主な機能として、HDR、FreeSync(G-Sync Compatible互換)に対応しています。その他の項目も含め、後ほど詳しく解説します。

パネル方式はIPS(AHVA)で、角度によって輝度や色味が変わらない、広い視野角を特徴としています。仕様書によると、BenQグループの液晶パネル製造会社AUO製パネルを採用しており、主なスペックは 最大輝度400cd/㎟、視野角178°。

※AHVAは綴りに”VA”とありますが、これはAdvanced Hyper-Viewing Angleの略でIPS方式の一種。VA方式とは無関係です。

外側のフチが取り除かれたベゼルレスデザインで、厚みは1mm。

100×100mmのVESA規格に対応しており、モニターアームの取り付けが可能です。なお取り付けの際に一般的に用いられる4M 10mm や12mmのネジでは長さが足りないので、もう少し長めのネジを用意する必要が出てきます。

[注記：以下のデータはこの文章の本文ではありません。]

/**
 * Register Handler
 *
 * This module implements the user registration handler for
 * POST /api/auth/register.
 *
 * # Registration Process
 *
 * 1. Validate email shape, username length and password length
 * 2. Hash password using bcrypt
 * 3. Create user in database (unique username and email)
 * 4. Generate JWT token
 * 5. Return token and user info
 *
 * # Validation
 *
 * - Email must look like `local@domain.tld`
 * - Username must be at least 3 characters
 * - Password must be at least 6 characters
 */

use axum::{extract::State, http::StatusCode, response::Json};
use bcrypt::{hash, DEFAULT_COST};
use sqlx::PgPool;

use crate::backend::auth::handlers::types::{AuthResponse, RegisterRequest};
use crate::backend::auth::sessions::JwtConfig;
use crate::backend::auth::users::{create_user, is_unique_violation};
use crate::backend::error::BackendError;
use crate::shared::SharedError;

pub const MIN_USERNAME_LEN: usize = 3;
pub const MIN_PASSWORD_LEN: usize = 6;

/// Check an email address shape
///
/// Accepts `local@domain.tld` where the local part uses letters, digits and
/// `._%+-`, the domain uses letters, digits, `.` and `-`, and the final label
/// is at least two letters.
pub fn is_valid_email(email: &str) -> bool {
    let Some((local, domain)) = email.split_once('@') else {
        return false;
    };
    if local.is_empty() || domain.contains('@') {
        return false;
    }
    if !local
        .chars()
        .all(|c| c.is_ascii_alphanumeric() || "._%+-".contains(c))
    {
        return false;
    }

    let Some((host, tld)) = domain.rsplit_once('.') else {
        return false;
    };
    !host.is_empty()
        && host
            .chars()
            .all(|c| c.is_ascii_alphanumeric() || c == '.' || c == '-')
        && tld.len() >= 2
        && tld.chars().all(|c| c.is_ascii_alphabetic())
}

/// Validate a registration request
pub fn validate_registration(request: &RegisterRequest) -> Result<(), SharedError> {
    if !is_valid_email(&request.email) {
        return Err(SharedError::validation("email", "Invalid email format"));
    }
    if request.password.chars().count() < MIN_PASSWORD_LEN {
        return Err(SharedError::validation(
            "password",
            "Password must be at least 6 characters",
        ));
    }
    if request.username.trim().chars().count() < MIN_USERNAME_LEN {
        return Err(SharedError::validation(
            "username",
            "Username must be at least 3 characters",
        ));
    }
    Ok(())
}

/// Register handler
///
/// Validates the input, creates the account and returns a token so the
/// client is signed in immediately.
///
/// # Errors
///
/// * `400 Bad Request` - Invalid email, short username or short password
/// * `409 Conflict` - Username or email already registered
/// * `503 Service Unavailable` - Database not configured
/// * `500 Internal Server Error` - Hashing, insert or token generation failed
///
/// # Example Request
///
/// ```http
/// POST /api/auth/register HTTP/1.1
/// Content-Type: application/json
///
/// {
///   "email": "ada@example.com",
///   "username": "ada",
///   "password": "analytical"
/// }
/// ```
pub async fn register(
    State(pool): State<Option<PgPool>>,
    State(jwt): State<JwtConfig>,
    Json(request): Json<RegisterRequest>,
) -> Result<(StatusCode, Json<AuthResponse>), BackendError> {
    validate_registration(&request)?;
    let pool = pool.ok_or(BackendError::DatabaseUnavailable)?;

    tracing::info!("[Auth] Register request for username: {}", request.username);

    let password_hash = hash(&request.password, DEFAULT_COST)?;

    let user = create_user(&pool, request.username.trim(), &request.email, &password_hash)
        .await
        .map_err(|e| {
            if is_unique_violation(&e) {
                tracing::warn!("[Auth] Duplicate registration: {}", request.username);
                BackendError::conflict("Email or username already exists")
            } else {
                BackendError::from(e)
            }
        })?;

    let token = jwt
        .create_token(user.id, &user.email, &user.username)
        .map_err(|e| {
            tracing::error!("[Auth] Failed to create token: {:?}", e);
            BackendError::internal("Server error")
        })?;

    tracing::info!("[Auth] User created: {} ({})", user.username, user.id);

    Ok((
        StatusCode::CREATED,
        Json(AuthResponse {
            token,
            user: user.into(),
        }),
    ))
}
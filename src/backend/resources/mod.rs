//! Resources Module
//!
//! Shared learning resources (notes, links, snippets) with owner-only edits
//! and public likes.

pub mod db;
pub mod handlers;

pub use db::{NewResource, Resource, ResourceUpdate};
pub use handlers::{
    create_resource, delete_resource, get_resource, like_resource, list_resources,
    update_resource,
};
//! Backend Module
//!
//! All server-side code: the WebSocket connection hub and the Axum
//! application around it.
//!
//! # Architecture
//!
//! - **`hub`** - Connection registry, control loop, per-connection pumps
//! - **`server`** - Application state, database setup, app creation
//! - **`routes`** - HTTP route configuration and router assembly
//! - **`chat`** - WebSocket upgrade and HTTP broadcast handlers
//! - **`auth`** - Registration, login, JWT issuing
//! - **`profiles`** - Profile search and self-service edits
//! - **`resources`** - Shared learning resources
//! - **`middleware`** - JWT verification
//! - **`error`** - HTTP-facing error type
//!
//! # Module Structure
//!
//! ```text
//! backend/
//! ├── mod.rs          - Module exports and documentation
//! ├── hub/            - Connection hub
//! ├── server/         - Server initialization and state
//! ├── routes/         - Route configuration
//! ├── chat/           - Chat entry points
//! ├── auth/           - Authentication
//! ├── profiles/       - Developer profiles
//! ├── resources/      - Shared resources
//! ├── middleware/     - Request middleware
//! └── error/          - Error types
//! ```
//!
//! # State Management
//!
//! `AppState` holds the hub handle, the optional database pool, and the
//! JWT settings. The hub's membership is owned by a single task and is
//! reached only through `HubHandle` commands, so no handler ever locks it.

/// WebSocket connection hub
pub mod hub;

/// Server setup and configuration
pub mod server;

/// Route configuration
pub mod routes;

/// Chat entry points into the hub
pub mod chat;

/// Authentication and user management
pub mod auth;

/// Developer profiles
pub mod profiles;

/// Shared resources
pub mod resources;

/// Middleware for request processing
pub mod middleware;

/// Backend error types
pub mod error;

pub use error::BackendError;
pub use hub::{HubHandle, HubStats};
pub use server::{create_app, AppState};
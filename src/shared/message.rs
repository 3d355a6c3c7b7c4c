/**
 * Chat Message Data Structure
 *
 * This module defines the Message struct posted to the chat endpoint
 * and relayed to every live WebSocket connection.
 *
 * The hub itself is payload-agnostic: WebSocket clients may send any
 * bytes they like. Messages that enter through HTTP are wrapped in this
 * envelope so that clients can tell who posted them and when.
 */
use serde::{Deserialize, Serialize};

use crate::shared::error::SharedError;

/// Author used when a post does not name one
pub const ANONYMOUS_AUTHOR: &str = "anonymous";

/// Represents a single chat message
///
/// # Fields
/// * `text` - The message content
/// * `author` - The author's name or identifier
/// * `timestamp` - ISO 8601 formatted timestamp (RFC3339)
///
/// # Example
/// ```rust
/// use devnest::shared::Message;
///
/// let message = Message::new(
///     "Hello, world!".to_string(),
///     "Alice".to_string()
/// );
/// assert_eq!(message.author, "Alice");
/// ```
#[derive(Debug, Clone, Serialize, Deserialize, PartialEq, Eq)]
pub struct Message {
    /// The message text content
    pub text: String,
    /// The author's name
    pub author: String,
    /// ISO 8601 timestamp (RFC3339 format)
    pub timestamp: String,
}

impl Message {
    /// Create a new message with the current timestamp
    pub fn new(text: String, author: String) -> Self {
        Self {
            text,
            author,
            timestamp: chrono::Utc::now().to_rfc3339(),
        }
    }

    /// Check that the message is non-empty and fits in `max_bytes` once encoded
    ///
    /// The limit applies to the JSON envelope that is actually broadcast,
    /// so an HTTP post can never produce a frame that a WebSocket client
    /// would not be allowed to send itself.
    pub fn validate(&self, max_bytes: usize) -> Result<(), SharedError> {
        if self.text.trim().is_empty() {
            return Err(SharedError::validation("text", "Message text cannot be empty"));
        }
        let encoded = self.to_payload()?;
        if encoded.len() > max_bytes {
            return Err(SharedError::message(format!(
                "Message is {} bytes, limit is {}",
                encoded.len(),
                max_bytes
            )));
        }
        Ok(())
    }

    /// Encode the message as the byte payload handed to the hub
    pub fn to_payload(&self) -> Result<Vec<u8>, SharedError> {
        Ok(serde_json::to_vec(self)?)
    }
}

/// Body of `POST /api/chat`
#[derive(Debug, Clone, Serialize, Deserialize)]
pub struct ChatPost {
    /// Message text
    pub text: String,
    /// Optional author name; defaults to [`ANONYMOUS_AUTHOR`]
    #[serde(default)]
    pub author: Option<String>,
}

impl ChatPost {
    /// Stamp the post into a [`Message`]
    pub fn into_message(self) -> Message {
        let author = self
            .author
            .filter(|a| !a.trim().is_empty())
            .unwrap_or_else(|| ANONYMOUS_AUTHOR.to_string());
        Message::new(self.text, author)
    }
}
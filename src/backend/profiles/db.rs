/**
 * Profile Database Operations
 *
 * Profiles are the public columns of the `users` table. Searches use
 * case-insensitive substring matching; every filter is optional and the
 * filters combine with AND.
 */

use chrono::{DateTime, Utc};
use serde::{Deserialize, Serialize};
use sqlx::PgPool;
use uuid::Uuid;

use crate::shared::SharedError;

const PROFILE_COLUMNS: &str =
    "id, username, name, bio, skills, batch, location, avatar_url, created_at";

/// Largest page returned by a search
pub const SEARCH_LIMIT: i64 = 100;

/// Public view of a user
#[derive(Debug, Clone, Serialize, Deserialize, PartialEq, Eq, sqlx::FromRow)]
pub struct Profile {
    pub id: Uuid,
    pub username: String,
    pub name: String,
    pub bio: String,
    pub skills: String,
    pub batch: String,
    pub location: String,
    pub avatar_url: String,
    pub created_at: DateTime<Utc>,
}

/// Search filters for `GET /api/profiles`
#[derive(Debug, Clone, Default, Serialize, Deserialize)]
pub struct ProfileQuery {
    /// Matches name, username or bio
    pub q: Option<String>,
    pub skill: Option<String>,
    pub batch: Option<String>,
    pub location: Option<String>,
}

/// Partial profile update; absent fields are left unchanged
#[derive(Debug, Clone, Default, Serialize, Deserialize)]
pub struct ProfileUpdate {
    pub name: Option<String>,
    pub bio: Option<String>,
    pub skills: Option<String>,
    pub batch: Option<String>,
    pub location: Option<String>,
    pub avatar_url: Option<String>,
}

impl ProfileUpdate {
    pub fn validate(&self) -> Result<(), SharedError> {
        check_len("name", &self.name, 100)?;
        check_len("bio", &self.bio, 2000)?;
        check_len("skills", &self.skills, 500)?;
        check_len("batch", &self.batch, 50)?;
        check_len("location", &self.location, 100)?;
        check_len("avatar_url", &self.avatar_url, 500)?;

        if let Some(url) = self.avatar_url.as_deref() {
            if !url.is_empty() && !(url.starts_with("https://") || url.starts_with("http://")) {
                return Err(SharedError::validation(
                    "avatar_url",
                    "Avatar URL must start with http:// or https://",
                ));
            }
        }
        Ok(())
    }

    pub fn is_empty(&self) -> bool {
        self.name.is_none()
            && self.bio.is_none()
            && self.skills.is_none()
            && self.batch.is_none()
            && self.location.is_none()
            && self.avatar_url.is_none()
    }
}

fn check_len(field: &str, value: &Option<String>, max: usize) -> Result<(), SharedError> {
    match value {
        Some(v) if v.chars().count() > max => Err(SharedError::validation(
            field,
            format!("{} must be at most {} characters", field, max),
        )),
        _ => Ok(()),
    }
}

/// Turn a search term into an ILIKE pattern matching it anywhere
///
/// Blank terms become `None`; `%`, `_` and `\` in the term match literally.
pub fn like_pattern(term: Option<&str>) -> Option<String> {
    let term = term?.trim();
    if term.is_empty() {
        return None;
    }
    let mut pattern = String::with_capacity(term.len() + 2);
    pattern.push('%');
    for c in term.chars() {
        if matches!(c, '%' | '_' | '\\') {
            pattern.push('\\');
        }
        pattern.push(c);
    }
    pattern.push('%');
    Some(pattern)
}

/// Search profiles, newest first
pub async fn search_profiles(pool: &PgPool, query: &ProfileQuery) -> Result<Vec<Profile>, sqlx::Error> {
    let sql = format!(
        "SELECT {PROFILE_COLUMNS} FROM users \
         WHERE ($1::text IS NULL OR name ILIKE $1 OR username ILIKE $1 OR bio ILIKE $1) \
           AND ($2::text IS NULL OR skills ILIKE $2) \
           AND ($3::text IS NULL OR batch ILIKE $3) \
           AND ($4::text IS NULL OR location ILIKE $4) \
         ORDER BY created_at DESC \
         LIMIT $5"
    );

    sqlx::query_as::<_, Profile>(&sql)
        .bind(like_pattern(query.q.as_deref()))
        .bind(like_pattern(query.skill.as_deref()))
        .bind(like_pattern(query.batch.as_deref()))
        .bind(like_pattern(query.location.as_deref()))
        .bind(SEARCH_LIMIT)
        .fetch_all(pool)
        .await
}

pub async fn get_profile(pool: &PgPool, id: Uuid) -> Result<Option<Profile>, sqlx::Error> {
    let sql = format!("SELECT {PROFILE_COLUMNS} FROM users WHERE id = $1");
    sqlx::query_as::<_, Profile>(&sql)
        .bind(id)
        .fetch_optional(pool)
        .await
}

/// Apply a partial update; `None` if the user does not exist
pub async fn update_profile(
    pool: &PgPool,
    id: Uuid,
    update: &ProfileUpdate,
) -> Result<Option<Profile>, sqlx::Error> {
    let sql = format!(
        "UPDATE users SET \
           name = COALESCE($2, name), \
           bio = COALESCE($3, bio), \
           skills = COALESCE($4, skills), \
           batch = COALESCE($5, batch), \
           location = COALESCE($6, location), \
           avatar_url = COALESCE($7, avatar_url), \
           updated_at = NOW() \
         WHERE id = $1 \
         RETURNING {PROFILE_COLUMNS}"
    );

    sqlx::query_as::<_, Profile>(&sql)
        .bind(id)
        .bind(update.name.as_deref())
        .bind(update.bio.as_deref())
        .bind(update.skills.as_deref())
        .bind(update.batch.as_deref())
        .bind(update.location.as_deref())
        .bind(update.avatar_url.as_deref())
        .fetch_optional(pool)
        .await
}
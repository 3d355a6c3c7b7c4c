//! Egress loop
//!
//! Drains one connection's outbound queue into its sink, each write bounded
//! by the write deadline, and sends a keep-alive ping whenever the
//! connection has been quiet for a full ping period.
//!
//! The loop ends when the outbound queue closes, when the connection's
//! guard fires, or when a write fails. In the first two cases it makes a
//! best-effort close handshake; after a failed write it asks the hub to
//! unregister the connection instead. A write in flight when the guard fires
//! is abandoned and the sink released straight away.

use bytes::Bytes;
use futures_util::{Sink, SinkExt};
use std::pin::Pin;
use std::time::Duration;
use tokio::time::{Instant, MissedTickBehavior};

use super::connection::{CloseGuard, ConnectionId, Outbound, TeardownReason};
use super::control::HubHandle;
use super::error::TransportError;
use super::frame::Frame;

/// Run the egress loop to completion and return why it stopped
pub async fn run<K>(
    id: ConnectionId,
    hub: HubHandle,
    guard: CloseGuard,
    mut outbound: Outbound,
    sink: K,
) -> TeardownReason
where
    K: Sink<Frame, Error = TransportError>,
{
    tokio::pin!(sink);

    let write_timeout = hub.config().write_timeout();
    let ping_period = hub.config().ping_period();

    let mut keepalive = tokio::time::interval_at(Instant::now() + ping_period, ping_period);
    keepalive.set_missed_tick_behavior(MissedTickBehavior::Delay);

    // Set when teardown cut a write short; the sink may be wedged mid-frame.
    let mut interrupted = false;

    let reason = loop {
        tokio::select! {
            biased;
            _ = guard.closed() => {
                // Anything still queued is dropped with the connection.
                break guard.reason().unwrap_or(TeardownReason::QueueClosed);
            }
            next = outbound.recv() => match next {
                Some(payload) => match write_unless_closed(&mut sink, &guard, Frame::Payload(payload), write_timeout).await {
                    Some(Ok(())) => keepalive.reset(),
                    Some(Err(e)) => {
                        tracing::warn!("[Egress] {} write failed: {}", id, e);
                        break TeardownReason::WriteError;
                    }
                    None => {
                        interrupted = true;
                        break guard.reason().unwrap_or(TeardownReason::QueueClosed);
                    }
                },
                None => break TeardownReason::QueueClosed,
            },
            _ = keepalive.tick() => match write_unless_closed(&mut sink, &guard, Frame::Ping(Bytes::new()), write_timeout).await {
                Some(Ok(())) => {}
                Some(Err(e)) => {
                    tracing::warn!("[Egress] {} keep-alive failed: {}", id, e);
                    break TeardownReason::WriteError;
                }
                None => {
                    interrupted = true;
                    break guard.reason().unwrap_or(TeardownReason::QueueClosed);
                }
            },
        }
    };

    if reason == TeardownReason::WriteError {
        if hub.unregister(id, reason).await.is_err() {
            guard.close(reason);
        }
    } else if interrupted {
        // A half-written frame cannot be followed by a close frame.
        tracing::debug!("[Egress] {} torn down mid-write, releasing sink", id);
    } else {
        if let Err(e) = write(&mut sink, Frame::Close, write_timeout).await {
            tracing::debug!("[Egress] {} close frame not sent: {}", id, e);
        }
        let _ = tokio::time::timeout(write_timeout, sink.as_mut().close()).await;
    }

    tracing::debug!("[Egress] {} stopped: {}", id, reason);
    reason
}

/// Like [`write`], but gives up as soon as the guard fires. `None` means it did.
async fn write_unless_closed<K>(
    sink: &mut Pin<&mut K>,
    guard: &CloseGuard,
    frame: Frame,
    deadline: Duration,
) -> Option<Result<(), TransportError>>
where
    K: Sink<Frame, Error = TransportError>,
{
    tokio::select! {
        biased;
        _ = guard.closed() => None,
        result = write(sink, frame, deadline) => Some(result),
    }
}

async fn write<K>(sink: &mut Pin<&mut K>, frame: Frame, deadline: Duration) -> Result<(), TransportError>
where
    K: Sink<Frame, Error = TransportError>,
{
    match tokio::time::timeout(deadline, sink.as_mut().send(frame)).await {
        Ok(result) => result,
        Err(_) => Err(TransportError::Timeout),
    }
}
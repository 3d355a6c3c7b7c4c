/**
 * Resource Database Operations
 *
 * Shared notes, links and snippets. Each resource has one owner; only the
 * owner may edit or delete it, anyone may like it.
 */

use chrono::{DateTime, Utc};
use serde::{Deserialize, Serialize};
use sqlx::PgPool;
use uuid::Uuid;

use crate::shared::SharedError;

const RESOURCE_COLUMNS: &str = "id, title, body, link, likes, owner_id, created_at, updated_at";

/// Number of resources returned by the list endpoint
pub const LIST_LIMIT: i64 = 50;

pub const MAX_TITLE_LEN: usize = 200;
pub const MAX_BODY_LEN: usize = 10_000;

#[derive(Debug, Clone, Serialize, Deserialize, PartialEq, Eq, sqlx::FromRow)]
pub struct Resource {
    pub id: Uuid,
    pub title: String,
    pub body: String,
    pub link: Option<String>,
    pub likes: i32,
    pub owner_id: Uuid,
    pub created_at: DateTime<Utc>,
    pub updated_at: DateTime<Utc>,
}

/// Body of `POST /api/resources`
#[derive(Debug, Clone, Serialize, Deserialize)]
pub struct NewResource {
    pub title: String,
    #[serde(default)]
    pub body: String,
    #[serde(default)]
    pub link: Option<String>,
}

/// Body of `PUT /api/resources/{id}`; absent fields are left unchanged
#[derive(Debug, Clone, Default, Serialize, Deserialize)]
pub struct ResourceUpdate {
    pub title: Option<String>,
    pub body: Option<String>,
    pub link: Option<String>,
}

impl NewResource {
    pub fn validate(&self) -> Result<(), SharedError> {
        validate_title(&self.title)?;
        validate_body(&self.body)?;
        validate_link(self.link.as_deref())
    }
}

impl ResourceUpdate {
    pub fn validate(&self) -> Result<(), SharedError> {
        if let Some(title) = &self.title {
            validate_title(title)?;
        }
        if let Some(body) = &self.body {
            validate_body(body)?;
        }
        validate_link(self.link.as_deref())
    }
}

fn validate_title(title: &str) -> Result<(), SharedError> {
    if title.trim().is_empty() {
        return Err(SharedError::validation("title", "Title cannot be empty"));
    }
    if title.chars().count() > MAX_TITLE_LEN {
        return Err(SharedError::validation(
            "title",
            format!("Title must be at most {} characters", MAX_TITLE_LEN),
        ));
    }
    Ok(())
}

fn validate_body(body: &str) -> Result<(), SharedError> {
    if body.chars().count() > MAX_BODY_LEN {
        return Err(SharedError::validation(
            "body",
            format!("Body must be at most {} characters", MAX_BODY_LEN),
        ));
    }
    Ok(())
}

fn validate_link(link: Option<&str>) -> Result<(), SharedError> {
    match link {
        Some(url) if !(url.starts_with("https://") || url.starts_with("http://")) => Err(
            SharedError::validation("link", "Link must start with http:// or https://"),
        ),
        _ => Ok(()),
    }
}

/// Newest resources first
pub async fn list_resources(pool: &PgPool) -> Result<Vec<Resource>, sqlx::Error> {
    let sql = format!(
        "SELECT {RESOURCE_COLUMNS} FROM resources ORDER BY created_at DESC LIMIT $1"
    );
    sqlx::query_as::<_, Resource>(&sql)
        .bind(LIST_LIMIT)
        .fetch_all(pool)
        .await
}

pub async fn get_resource(pool: &PgPool, id: Uuid) -> Result<Option<Resource>, sqlx::Error> {
    let sql = format!("SELECT {RESOURCE_COLUMNS} FROM resources WHERE id = $1");
    sqlx::query_as::<_, Resource>(&sql)
        .bind(id)
        .fetch_optional(pool)
        .await
}

pub async fn create_resource(
    pool: &PgPool,
    owner_id: Uuid,
    new: &NewResource,
) -> Result<Resource, sqlx::Error> {
    let sql = format!(
        "INSERT INTO resources (id, title, body, link, owner_id) \
         VALUES ($1, $2, $3, $4, $5) \
         RETURNING {RESOURCE_COLUMNS}"
    );
    sqlx::query_as::<_, Resource>(&sql)
        .bind(Uuid::new_v4())
        .bind(new.title.trim())
        .bind(&new.body)
        .bind(new.link.as_deref())
        .bind(owner_id)
        .fetch_one(pool)
        .await
}

/// Update a resource owned by `owner_id`; `None` if no such owned resource
pub async fn update_resource(
    pool: &PgPool,
    id: Uuid,
    owner_id: Uuid,
    update: &ResourceUpdate,
) -> Result<Option<Resource>, sqlx::Error> {
    let sql = format!(
        "UPDATE resources SET \
           title = COALESCE($3, title), \
           body = COALESCE($4, body), \
           link = COALESCE($5, link), \
           updated_at = NOW() \
         WHERE id = $1 AND owner_id = $2 \
         RETURNING {RESOURCE_COLUMNS}"
    );
    sqlx::query_as::<_, Resource>(&sql)
        .bind(id)
        .bind(owner_id)
        .bind(update.title.as_deref().map(str::trim))
        .bind(update.body.as_deref())
        .bind(update.link.as_deref())
        .fetch_optional(pool)
        .await
}

/// Delete a resource owned by `owner_id`; `true` if a row was removed
pub async fn delete_resource(pool: &PgPool, id: Uuid, owner_id: Uuid) -> Result<bool, sqlx::Error> {
    let result = sqlx::query("DELETE FROM resources WHERE id = $1 AND owner_id = $2")
        .bind(id)
        .bind(owner_id)
        .execute(pool)
        .await?;
    Ok(result.rows_affected() > 0)
}

/// Add one like; `None` if the resource does not exist
pub async fn like_resource(pool: &PgPool, id: Uuid) -> Result<Option<Resource>, sqlx::Error> {
    let sql = format!(
        "UPDATE resources SET likes = likes + 1 WHERE id = $1 RETURNING {RESOURCE_COLUMNS}"
    );
    sqlx::query_as::<_, Resource>(&sql)
        .bind(id)
        .fetch_optional(pool)
        .await
}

モニター背面の右下にはスティック型コントローラーが搭載されており、全ての設定にアクセスすることが可能です。クリックに加えて上下左右への操作が行えます。

接続は左から DC、USB×1、HDMI 1.4×1 (~120Hz)、HDMI 2.0×1、DisplayPort 1.2×1、ヘッドフォンジャック。最大リフレッシュレートである240Hzで出力するには、HDMI 2.0かDisplayPort 1.2で接続する必要があるので注意しましょう。

スペック&ギャラリー

仕様/スペックをチェックする (開閉できます)
Pixio PX279 Prime 製品仕様
パネル方式 IPS (AHVA)
パネルメーカー AUO製
解像度 FullHD (1920×1080)
リフレッシュレート 240Hz
最大輝度 400cd/㎟
画面サイズ 27インチ
アスペクト比 16:9
視野角 178°(H) 178°(V)
応答速度 1ms (GtoG)
コントラスト比 1000:1
Sync AMD FreeSync (G-SYNC Compatible)
接続 DisplayPort 1.2×1、HDMI1.4×1、HDMI 2.0×1、ヘッドフォンジャック
スタンド 前後チルト機能
VESA 100×100mm
ベゼルタイプ ベゼルレス (厚さ1mm)
サイズ 616×464.75×251.8mm (スタンド込み)
616×364.3×59.5 (モニターのみ)
本体重量 7kg
付属ケーブル DisPlayPortケーブル(1.5m)
価格 39,980円 (本稿執筆時点)
製品イメージをチェックする (開閉できます)
Pixio PX279 Prime
価格: 39,980円 (本稿執筆時点)

パフォーマンス

画面の映り

PX279 Primeのパネル方式はIPS(AHVA)で、縦横いずれも178°の視野角をカバーしており、角度による色味や輝度の変化が少ないことを特徴としています。

応答速度が速いという観点からゲーミングモニターでは主流となっているTNパネルでは、24.5インチを正面から見ても画面の端のほうが若干グレーがかったように見えるほど視野角が狭いため、IPSパネルというだけで発色に優れているという見方もあります。

実際に画面を映してゲームを起動すると、鮮やかな発色ではあるものの、違和感のない自然なコントラスト。IPSパネルを搭載する同社製ゲーミングモニター「Pixio PX5 HAYABUSA 2」とほとんど同じ色味です。

個人的には描写がごちゃっとしたFPSタイトルでは、色表現がクッキリとしているほうが敵プレイヤーの視認性が高まると個人的には感じます。まあこのあたりはプレイするゲームタイトル・画面の状況によっても異なります。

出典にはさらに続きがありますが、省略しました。